Mark Taber is a researcher, blogger, analyst and campaigner on preference shares who is actively involved in helping institutions and retail investors get organised to push back at Aviva’s recent plan to cancel its preference shares at par.
Aviva has since abolished the idea, but Taber is worried about the knock-on effect and the lack of clear message from the regulator to other issuers of preference shares about its stance on the matter.
Taber, who has met with the FCA, Aviva and investor groups in the past week, says: “It is up to the regulator to sort this out, not individual companies and advisers to restore market stability.
“The regulator needs to do something, and quickly, because it only takes another issuer to come out with some aggressive noises and it is all going to start again.”
Aviva’s preference shares plummeted from 174.5p on 7 March to 121p on 9 March after it announced on 8 March it was looking to cancel its preference shares at par. The wider preference share market sunk as much as 30% and currently sits around 15% lower than before the bombshell was dropped.
Taber is worried about the damage this has cause to the market, the potential for issuers to not honour legacy prospectuses and what constitutes regulatory and share capital in the eyes of the regulator.
What are preference shares?
Preference shares aren’t very common with only 386 firms having them listed on the London Stock Exchange compared with about 2,000 that have shares listed on the LSE’s main or Aim market.
Because of their hybrid status between an equity and fixed income they are not held in many funds. But they are appealing for income because they have a fixed dividend and rank above ordinary shares in the pecking order if a company goes bust.
One disadvantage is preference shares have no vote on company issues and like a bond do not offer exposure to a company’s trading fortunes, meaning more protection in bad times but less upside when a company flourishes.
Why all the fuss?
When they were issued in 1992, Taber claims the Aviva prospectus described preference shares as irredeemable which means they could not be bought back at the par price of £1.
However, the insurer’s proposal on 8 March was to do precisely that and cancel them to save money on the dividend payment of 8-9% which is expensive in a world of low interest rates and low bond yields.
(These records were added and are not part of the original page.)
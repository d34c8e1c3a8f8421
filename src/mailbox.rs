//! Mailbox list controller (inbox and sent pages)
//!
//! A page owns its list state, its query (status filter and search
//! term) and the [`MailDetail`] opened from it. Every mutation is
//! followed by a full refetch; nothing is patched locally except the
//! status shown in an open detail view.
//!
//! Fetches are split into [`MailboxPage::begin_fetch`] and
//! [`MailboxPage::apply`] so that a surface running several fetches at
//! once only ever applies the latest one.

use crate::client::{ApiClient, SuratQuery};
use crate::detail::MailDetail;
use crate::error::{Error, Result};
use crate::model::Surat;
use crate::status::{MailboxKind, ReadStatus, StatusFilter};
use tracing::{debug, warn};

/// Gate for destructive actions.
pub trait Confirm: Sync {
    fn confirm(&self, prompt: &str) -> bool;
}

impl<F: Fn(&str) -> bool + Sync> Confirm for F {
    fn confirm(&self, prompt: &str) -> bool {
        self(prompt)
    }
}

/// Prompt shown before deleting a mail.
pub const DELETE_PROMPT: &str = "Are you sure you want to delete this mail?";

/// Lifecycle of the list.
#[derive(Debug, Clone, PartialEq)]
pub enum ListState {
    Idle,
    Loading,
    Loaded(Vec<Surat>),
    Failed(String),
}

/// Handle for one in-flight list fetch.
#[derive(Debug, Clone, PartialEq, Eq)]
pub struct FetchTicket {
    generation: u64,
    query: SuratQuery,
}

impl FetchTicket {
    #[must_use]
    pub const fn query(&self) -> &SuratQuery {
        &self.query
    }
}

/// One mailbox page.
#[derive(Debug)]
pub struct MailboxPage {
    query: SuratQuery,
    state: ListState,
    generation: u64,
    detail: MailDetail,
}

impl MailboxPage {
    #[must_use]
    pub fn inbox() -> Self {
        Self::new(MailboxKind::Inbox)
    }

    #[must_use]
    pub fn sent() -> Self {
        Self::new(MailboxKind::Sent)
    }

    #[must_use]
    pub const fn new(kind: MailboxKind) -> Self {
        Self {
            query: SuratQuery::new(kind),
            state: ListState::Idle,
            generation: 0,
            detail: MailDetail::new(),
        }
    }

    /// Set the initial status filter without fetching.
    #[must_use]
    pub fn with_filter(mut self, filter: StatusFilter) -> Self {
        if self.query.kind == MailboxKind::Inbox {
            self.query.status = filter;
        }
        self
    }

    /// Set the initial search term without fetching.
    #[must_use]
    pub fn with_search(mut self, term: &str) -> Self {
        self.query.search = term.trim().to_string();
        self
    }

    #[must_use]
    pub const fn kind(&self) -> MailboxKind {
        self.query.kind
    }

    #[must_use]
    pub const fn query(&self) -> &SuratQuery {
        &self.query
    }

    #[must_use]
    pub const fn state(&self) -> &ListState {
        &self.state
    }

    #[must_use]
    pub const fn is_loading(&self) -> bool {
        matches!(self.state, ListState::Loading)
    }

    /// The page-level error message, if the last fetch failed.
    #[must_use]
    pub fn error(&self) -> Option<&str> {
        match &self.state {
            ListState::Failed(msg) => Some(msg),
            _ => None,
        }
    }

    /// Mail from the last successful fetch.
    #[must_use]
    pub fn items(&self) -> &[Surat] {
        match &self.state {
            ListState::Loaded(items) => items,
            _ => &[],
        }
    }

    #[must_use]
    pub fn find(&self, id: &str) -> Option<&Surat> {
        self.items().iter().find(|s| s.id == id)
    }

    #[must_use]
    pub const fn detail(&self) -> &MailDetail {
        &self.detail
    }

    /// Start a fetch for the current query. Any earlier ticket becomes
    /// stale.
    pub fn begin_fetch(&mut self) -> FetchTicket {
        self.generation += 1;
        self.state = ListState::Loading;
        debug!(
            "Fetching {} (generation {})",
            self.query.kind, self.generation
        );
        FetchTicket {
            generation: self.generation,
            query: self.query.clone(),
        }
    }

    /// Apply a fetch result. Returns `false` and leaves the state
    /// untouched when `ticket` has been superseded.
    pub fn apply(&mut self, ticket: &FetchTicket, result: Result<Vec<Surat>>) -> bool {
        if ticket.generation != self.generation {
            debug!(
                "Discarding stale {} response (generation {}, latest {})",
                ticket.query.kind, ticket.generation, self.generation
            );
            return false;
        }
        self.state = match result {
            Ok(items) => ListState::Loaded(items),
            Err(e) => {
                warn!("Loading {} failed: {}", self.query.kind, e);
                ListState::Failed(e.user_message(self.load_fallback()))
            }
        };
        true
    }

    /// Fetch the list for the current query.
    pub async fn refresh(&mut self, client: &ApiClient) {
        let ticket = self.begin_fetch();
        let result = client.list_surat(ticket.query()).await;
        self.apply(&ticket, result);
    }

    /// Change the status filter and refetch. The sent page has no
    /// status filter; the call is ignored there.
    pub async fn set_filter(&mut self, client: &ApiClient, filter: StatusFilter) {
        if self.query.kind != MailboxKind::Inbox {
            warn!("Status filter ignored on the {} page", self.query.kind);
            return;
        }
        self.query.status = filter;
        self.refresh(client).await;
    }

    /// Submit a search term and refetch.
    pub async fn submit_search(&mut self, client: &ApiClient, term: &str) {
        self.query.search = term.trim().to_string();
        self.refresh(client).await;
    }

    /// Show `surat` in the detail view. Unread inbox mail is marked
    /// read once and the list refetched.
    pub async fn open(&mut self, client: &ApiClient, surat: Surat) {
        let mark = self.query.kind == MailboxKind::Inbox && surat.is_unread();
        let id = surat.id.clone();
        self.detail.show(surat);
        if !mark {
            return;
        }
        match client.update_status(&id, ReadStatus::Read).await {
            Ok(()) => {
                self.detail.set_status(&id, ReadStatus::Read);
                self.refresh(client).await;
            }
            Err(e) => warn!("Could not mark {} as read: {}", id, e),
        }
    }

    /// Close the detail view. No request is made.
    pub fn close_detail(&mut self) {
        self.detail.close();
    }

    /// Flip the read status of a listed inbox mail.
    ///
    /// # Errors
    ///
    /// Returns an error on the sent page, if the id is not listed, or
    /// if the update fails. Once a request is made the list is
    /// refetched either way.
    pub async fn toggle_read(&mut self, client: &ApiClient, id: &str) -> Result<ReadStatus> {
        if self.query.kind != MailboxKind::Inbox {
            return Err(Error::InvalidAction(format!(
                "read status cannot be changed on the {} page",
                self.query.kind
            )));
        }
        let current = self.find(id).map(|s| s.status).ok_or_else(|| not_listed(id))?;
        let next = current.toggled();
        self.set_status(client, id, next).await?;
        Ok(next)
    }

    /// "Mark unread" from the detail view.
    ///
    /// # Errors
    ///
    /// Returns an error if no read mail is open or the update fails.
    pub async fn mark_unread_from_detail(&mut self, client: &ApiClient) -> Result<()> {
        if !self.detail.can_mark_unread() {
            return Err(Error::InvalidAction("no read mail is open".to_string()));
        }
        let id = self
            .detail
            .selected()
            .map(|s| s.id.clone())
            .ok_or_else(|| Error::InvalidAction("no mail is open".to_string()))?;
        self.set_status(client, &id, ReadStatus::Unread).await
    }

    /// Delete a mail after confirmation. Closes the detail view if it
    /// shows that mail.
    ///
    /// # Errors
    ///
    /// Returns [`Error::Cancelled`] when not confirmed, or the request
    /// error. The list is refetched after any attempted delete.
    pub async fn delete(
        &mut self,
        client: &ApiClient,
        id: &str,
        confirm: &dyn Confirm,
    ) -> Result<()> {
        if !confirm.confirm(DELETE_PROMPT) {
            debug!("Delete of {} cancelled", id);
            return Err(Error::Cancelled);
        }
        let result = client.delete_surat(id).await;
        if result.is_ok() {
            self.detail.close_if_showing(id);
        }
        self.refresh(client).await;
        result
    }

    // -- private helpers --

    async fn set_status(&mut self, client: &ApiClient, id: &str, status: ReadStatus) -> Result<()> {
        let result = client.update_status(id, status).await;
        if result.is_ok() {
            self.detail.set_status(id, status);
        }
        self.refresh(client).await;
        result
    }

    const fn load_fallback(&self) -> &'static str {
        match self.query.kind {
            MailboxKind::Inbox => "Failed to load inbox.",
            MailboxKind::Sent => "Failed to load sent mail.",
        }
    }
}

fn not_listed(id: &str) -> Error {
    Error::InvalidAction(format!("mail {id} is not in this list"))
}
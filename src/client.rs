//! REST client for the surat backend
//!
//! Every request goes through [`ApiClient::authed`], which reads the
//! bearer token from the [`TokenStore`] at call time. The client does
//! not retry and does not cache.

use crate::compose::{Letter, LetterKind, PDF_MIME};
use crate::config::ClientConfig;
use crate::error::{Error, Result};
use crate::model::{ActivityLog, AuthResponse, SentSurat, Surat, User};
use crate::status::{MailboxKind, ReadStatus, StatusFilter};
use crate::store::TokenStore;
use reqwest::multipart::{Form, Part};
use reqwest::{RequestBuilder, Response};
use serde::Serialize;
use serde::de::DeserializeOwned;
use std::sync::Arc;
use tracing::{debug, info};

/// Parameters of a `GET /surat` list request.
#[derive(Debug, Clone, PartialEq, Eq)]
pub struct SuratQuery {
    pub kind: MailboxKind,
    pub status: StatusFilter,
    pub search: String,
}

impl SuratQuery {
    #[must_use]
    pub const fn new(kind: MailboxKind) -> Self {
        Self {
            kind,
            status: StatusFilter::All,
            search: String::new(),
        }
    }

    /// Query pairs in the order the backend documents them.
    #[must_use]
    pub fn pairs(&self) -> Vec<(&'static str, String)> {
        let mut pairs = vec![("type", self.kind.as_str().to_string())];
        if let Some(status) = self.status.query_value() {
            pairs.push(("status", status.to_string()));
        }
        if !self.search.is_empty() {
            pairs.push(("search", self.search.clone()));
        }
        pairs
    }
}

/// Body of `POST /auth/register`.
#[derive(Debug, Clone, PartialEq, Eq, Serialize)]
pub struct NewAccount {
    #[serde(rename = "nama")]
    pub name: String,
    pub email: String,
    pub password: String,
}

#[derive(Serialize)]
struct Credentials<'a> {
    email: &'a str,
    password: &'a str,
}

#[derive(Serialize)]
struct StatusUpdate {
    status_baca: ReadStatus,
}

/// HTTP gateway to the backend.
#[derive(Clone)]
pub struct ApiClient {
    http: reqwest::Client,
    base_url: String,
    store: Arc<dyn TokenStore>,
}

impl ApiClient {
    #[must_use]
    pub fn new(base_url: &str, store: Arc<dyn TokenStore>) -> Self {
        Self {
            http: reqwest::Client::new(),
            base_url: base_url.trim_end_matches('/').to_string(),
            store,
        }
    }

    #[must_use]
    pub fn from_config(config: &ClientConfig, store: Arc<dyn TokenStore>) -> Self {
        Self::new(&config.base_url, store)
    }

    /// Exchange credentials for a token
    ///
    /// # Errors
    ///
    /// Returns an error if the request fails or the credentials are
    /// rejected.
    pub async fn login(&self, email: &str, password: &str) -> Result<AuthResponse> {
        let req = self
            .http
            .post(self.url("/auth/login"))
            .json(&Credentials { email, password });
        let auth: AuthResponse = self.send_json(req).await?;
        info!("Login accepted for user {}", auth.user_id);
        Ok(auth)
    }

    /// Create an account
    ///
    /// # Errors
    ///
    /// Returns an error if the request fails or the backend refuses
    /// the account.
    pub async fn register(&self, account: &NewAccount) -> Result<()> {
        let req = self.http.post(self.url("/auth/register")).json(account);
        self.send_empty(req).await
    }

    /// List every user (recipient candidates)
    ///
    /// # Errors
    ///
    /// Returns an error if the request fails or the body is malformed.
    pub async fn list_users(&self) -> Result<Vec<User>> {
        let req = self.http.get(self.url("/auth/users"));
        self.send_json(req).await
    }

    /// Fetch the session user's audit trail
    ///
    /// # Errors
    ///
    /// Returns an error if the request fails or the body is malformed.
    pub async fn activity_logs(&self) -> Result<Vec<ActivityLog>> {
        let req = self.http.get(self.url("/me/activity-logs"));
        self.send_json(req).await
    }

    /// List mail matching `query`
    ///
    /// # Errors
    ///
    /// Returns an error if the request fails or the body is malformed.
    pub async fn list_surat(&self, query: &SuratQuery) -> Result<Vec<Surat>> {
        let req = self.http.get(self.url("/surat")).query(&query.pairs());
        let list: Vec<Surat> = self.send_json(req).await?;
        debug!("Fetched {} {} mail(s)", list.len(), query.kind);
        Ok(list)
    }

    /// Send a validated letter as a multipart submission
    ///
    /// # Errors
    ///
    /// Returns an error if the request fails or the backend rejects
    /// the letter.
    pub async fn send_surat(&self, letter: &Letter) -> Result<SentSurat> {
        let mut form = Form::new()
            .text("penerimaEmail", letter.recipient_email.clone())
            .text("subject", letter.subject.clone())
            .text("isi", letter.body.clone())
            .text("kategori_surat", letter.category().as_str());

        if let LetterKind::Formal { attachment } = &letter.kind {
            let part = Part::bytes(attachment.bytes.clone())
                .file_name(attachment.file_name.clone())
                .mime_str(PDF_MIME)?;
            form = form.part("pdfFile", part);
        }

        let req = self.http.post(self.url("/surat")).multipart(form);
        let sent: SentSurat = self.send_json(req).await?;
        info!("Surat {} sent to {}", sent.surat.id, letter.recipient_email);
        Ok(sent)
    }

    /// Set the read status of a mail
    ///
    /// # Errors
    ///
    /// Returns an error if the request fails or the backend refuses
    /// the update.
    pub async fn update_status(&self, id: &str, status: ReadStatus) -> Result<()> {
        let req = self
            .http
            .patch(self.url(&format!("/surat/{id}/status")))
            .json(&StatusUpdate {
                status_baca: status,
            });
        self.send_empty(req).await?;
        debug!("Surat {} marked {}", id, status);
        Ok(())
    }

    /// Delete a mail
    ///
    /// # Errors
    ///
    /// Returns an error if the request fails or the backend refuses
    /// the deletion.
    pub async fn delete_surat(&self, id: &str) -> Result<()> {
        let req = self.http.delete(self.url(&format!("/surat/{id}")));
        self.send_empty(req).await?;
        info!("Surat {} deleted", id);
        Ok(())
    }

    // -- private helpers --

    fn url(&self, path: &str) -> String {
        format!("{}{path}", self.base_url)
    }

    /// Attach the bearer token when one is stored.
    fn authed(&self, builder: RequestBuilder) -> Result<RequestBuilder> {
        match self.store.token()? {
            Some(token) => Ok(builder.bearer_auth(token)),
            None => Ok(builder),
        }
    }

    async fn send(&self, builder: RequestBuilder) -> Result<Response> {
        let resp = self.authed(builder)?.send().await?;
        debug!("{} {}", resp.status(), resp.url().path());
        if resp.status().is_success() {
            Ok(resp)
        } else {
            Err(api_error(resp).await)
        }
    }

    async fn send_json<R: DeserializeOwned>(&self, builder: RequestBuilder) -> Result<R> {
        let resp = self.send(builder).await?;
        resp.json::<R>()
            .await
            .map_err(|e| Error::Decode(format!("response body: {e}")))
    }

    async fn send_empty(&self, builder: RequestBuilder) -> Result<()> {
        self.send(builder).await.map(drop)
    }
}

/// Turn a non-2xx response into [`Error::Api`], keeping the server's
/// `message` field when the body carries one.
async fn api_error(resp: Response) -> Error {
    let status = resp.status().as_u16();
    let body = resp.text().await.unwrap_or_default();
    Error::Api {
        status,
        message: server_message(&body),
    }
}

/// Extract `message` from a JSON error body.
///
/// The backend sends either a string or, for validation failures, a
/// list of strings.
fn server_message(body: &str) -> Option<String> {
    let value: serde_json::Value = serde_json::from_str(body).ok()?;
    match value.get("message")? {
        serde_json::Value::String(s) if !s.is_empty() => Some(s.clone()),
        serde_json::Value::Array(items) => {
            let parts: Vec<&str> = items.iter().filter_map(serde_json::Value::as_str).collect();
            (!parts.is_empty()).then(|| parts.join("; "))
        }
        _ => None,
    }
}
As Russ Mould, investment director at AJ Bell, says: “This would upset holders who would lose the juicy income on offer, but also potentially suffer capital loss too as the preference shares trade well above their par value, as the premium yields make them attractive to income seekers.”
Chelsea Financial Services managing director Darius McDermott, says Aviva’s proposal was “very controversial” because it was not in the spirit of the original shares.
He adds: “Moreover, because of the fall in interest rates the shares were trading at 170 pence before the announcement so to redeem at par, 100 pence, would result in a huge loss for holders of the shares.
“It was also particularly controversial because 100k retail shareholders hold preference shares. This also had a knock-on effect across other preference shares as well.”
Capital controversy
But for Taber, the contentious point is Aviva’s claim that its preference shares were issued as ‘regulatory capital’ rather than ‘share capital’.
Under Solvency II regulation, financial firms like banks and insurers are required to hold regulatory capital on their balance sheets as a buffer against a market downturn. From 2026 however, preference shares will not be seen as a form of regulatory capital which is presumably why Aviva looked at cancelling its shares at par before then.
Taber says the preference shares are legally part of a company’s share capital, as iterated in the firm’s original prospectus, and should be regarded the same as ordinary shares.
“There was nothing in [Aviva’s] prospectus in 1992 that says they were regulatory capital all it said is ‘we want to issue these to fund the expansion of our insurance business’. They issued ordinary shares at the same time.
“Imagine if a clever lawyer had come up with a scheme to cancel ordinary shares at par,” he adds. “Well, you have GSK shares trading at £25 and the par value is 25p. What would happen? You would have economic meltdown.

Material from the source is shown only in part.